The legal challenges against the Virginia law began in June 2003 when the Center for Reproductive Rights filed a lawsuit on behalf of Richmond Medical Center for Women, Dr. William Fitzhugh and their patients.

"Anti-choice forces across the country best take heed: you’re not fooling anybody but yourselves. Today, yet another federal court has found these dangerous abortion bans unconstitutional because they not only fail to protect women’s health, they shamelessly endanger it," said Priscilla Smith, Director of the Domestic Legal Program at the Center for Reproductive Rights.

Last year, a lower court struck down Virginia’s abortion ban. Five years ago, another similar Virginia statute was ruled unconstitutional. Both laws mirror a Nebraska statute struck down by the Supreme Court in 2000 and the first-ever federal abortion ban signed by President George W. Bush in 2003—struck down by three federal courts.
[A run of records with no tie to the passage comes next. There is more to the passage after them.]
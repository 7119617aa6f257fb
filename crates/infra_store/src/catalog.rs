//! In-memory product store

use std::collections::HashMap;
use std::sync::Arc;

use async_trait::async_trait;
use tokio::sync::RwLock;

use core_kernel::{DomainPort, PartyId, PortError, ProductId};
use domain_catalog::{Product, ProductStatus, ProductStore};

/// In-memory implementation of [`ProductStore`]
#[derive(Debug, Default)]
pub struct InMemoryProductStore {
    products: Arc<RwLock<HashMap<ProductId, Product>>>,
}

impl InMemoryProductStore {
    pub fn new() -> Self {
        Self::default()
    }
}

impl DomainPort for InMemoryProductStore {}

#[async_trait]
impl ProductStore for InMemoryProductStore {
    async fn get(&self, id: ProductId) -> Result<Product, PortError> {
        self.products
            .read()
            .await
            .get(&id)
            .cloned()
            .ok_or_else(|| PortError::not_found("Product", id))
    }

    async fn insert(&self, product: Product) -> Result<(), PortError> {
        let mut products = self.products.write().await;
        if products.contains_key(&product.id) {
            return Err(PortError::conflict(format!(
                "product {} already exists",
                product.id
            )));
        }
        products.insert(product.id, product);
        Ok(())
    }

    async fn update(
        &self,
        expected_version: u32,
        mut product: Product,
    ) -> Result<Product, PortError> {
        let mut products = self.products.write().await;
        let current = products
            .get(&product.id)
            .ok_or_else(|| PortError::not_found("Product", product.id))?;
        if current.version != expected_version {
            return Err(PortError::conflict(format!(
                "version mismatch on product {}: expected {}, found {}",
                product.id, expected_version, current.version
            )));
        }
        product.version = expected_version + 1;
        products.insert(product.id, product.clone());
        Ok(product)
    }

    async fn list_by_status(&self, status: ProductStatus) -> Result<Vec<Product>, PortError> {
        Ok(self
            .products
            .read()
            .await
            .values()
            .filter(|product| product.status == status)
            .cloned()
            .collect())
    }

    async fn list_by_seller(&self, seller_id: PartyId) -> Result<Vec<Product>, PortError> {
        Ok(self
            .products
            .read()
            .await
            .values()
            .filter(|product| product.seller_id == seller_id)
            .cloned()
            .collect())
    }
}
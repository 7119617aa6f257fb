//! Role administration handlers

use axum::{
    extract::{Path, State},
    Extension, Json,
};
use uuid::Uuid;
use validator::Validate;

use domain_access::ActingUser;

use crate::dto::roles::{
    AssignRoleRequest, DemoteUserRequest, RoleResponse, UpdateRoleRequest,
};
use crate::{error::ApiError, AppState};

fn ensure_gatekeeper(acting: ActingUser) -> Result<(), ApiError> {
    if !acting.role.is_gatekeeper() {
        return Err(ApiError::Forbidden(
            "role administration is gatekeeper-only".to_string(),
        ));
    }
    Ok(())
}

/// Lists all role records (gatekeeper)
pub async fn list_roles(
    State(state): State<AppState>,
    Extension(acting): Extension<ActingUser>,
) -> Result<Json<Vec<RoleResponse>>, ApiError> {
    ensure_gatekeeper(acting)?;
    let roles = state.roles.list_roles().await?;
    Ok(Json(roles.into_iter().map(Into::into).collect()))
}

/// Edits a role's display name and description (gatekeeper); the
/// gatekeeping role itself is immutable
pub async fn update_role(
    State(state): State<AppState>,
    Extension(acting): Extension<ActingUser>,
    Path(id): Path<Uuid>,
    Json(request): Json<UpdateRoleRequest>,
) -> Result<Json<RoleResponse>, ApiError> {
    ensure_gatekeeper(acting)?;
    request.validate()?;
    let role = state
        .roles
        .update_role(id.into(), request.display_name, request.description)
        .await?;
    Ok(Json(role.into()))
}

/// Deletes a role record (gatekeeper); never the gatekeeping role
pub async fn delete_role(
    State(state): State<AppState>,
    Extension(acting): Extension<ActingUser>,
    Path(id): Path<Uuid>,
) -> Result<(), ApiError> {
    ensure_gatekeeper(acting)?;
    state.roles.delete_role(id.into()).await?;
    Ok(())
}

/// Assigns a user's single role, overwriting any previous one (gatekeeper)
pub async fn assign_role(
    State(state): State<AppState>,
    Extension(acting): Extension<ActingUser>,
    Json(request): Json<AssignRoleRequest>,
) -> Result<(), ApiError> {
    ensure_gatekeeper(acting)?;
    state
        .roles
        .assign_role(request.user_id.into(), request.role)
        .await?;
    Ok(())
}

/// Explicitly demotes a captain to a different role (gatekeeper)
pub async fn demote_user(
    State(state): State<AppState>,
    Extension(acting): Extension<ActingUser>,
    Path(user_id): Path<Uuid>,
    Json(request): Json<DemoteUserRequest>,
) -> Result<(), ApiError> {
    state
        .roles
        .demote_user(acting, user_id.into(), request.new_role)
        .await?;
    Ok(())
}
The Center brought the lawsuits against the federal and Nebraska bans and both Virginia laws.

As the Fourth Circuit Court held, citing the Supreme Court, "a woman’s interest in protecting her health is at the core of her ‘constitutional liberty… to have some freedom to terminate her pregnancy.’ This enduring principle—which the dissent either ignores or minimizes—was recognized in Roe v. Wade…"

These laws are part of an ongoing deceptive campaign by the anti-choice movement to limit, if not, eliminate abortion access. Proponents claim that the term "partial-birth abortion" refers to one specific procedure. But, in fact, the term has no medical meaning and has been defined in statutes so broadly as to sweep into its net some of the safest procedures used. The term also suggests that it is about abortions taking place at birth, in other words, at full term or "late term." But nothing in these laws limits their application to post-viability abortions and, in reality, appears not to impact any post-viability abortions at all.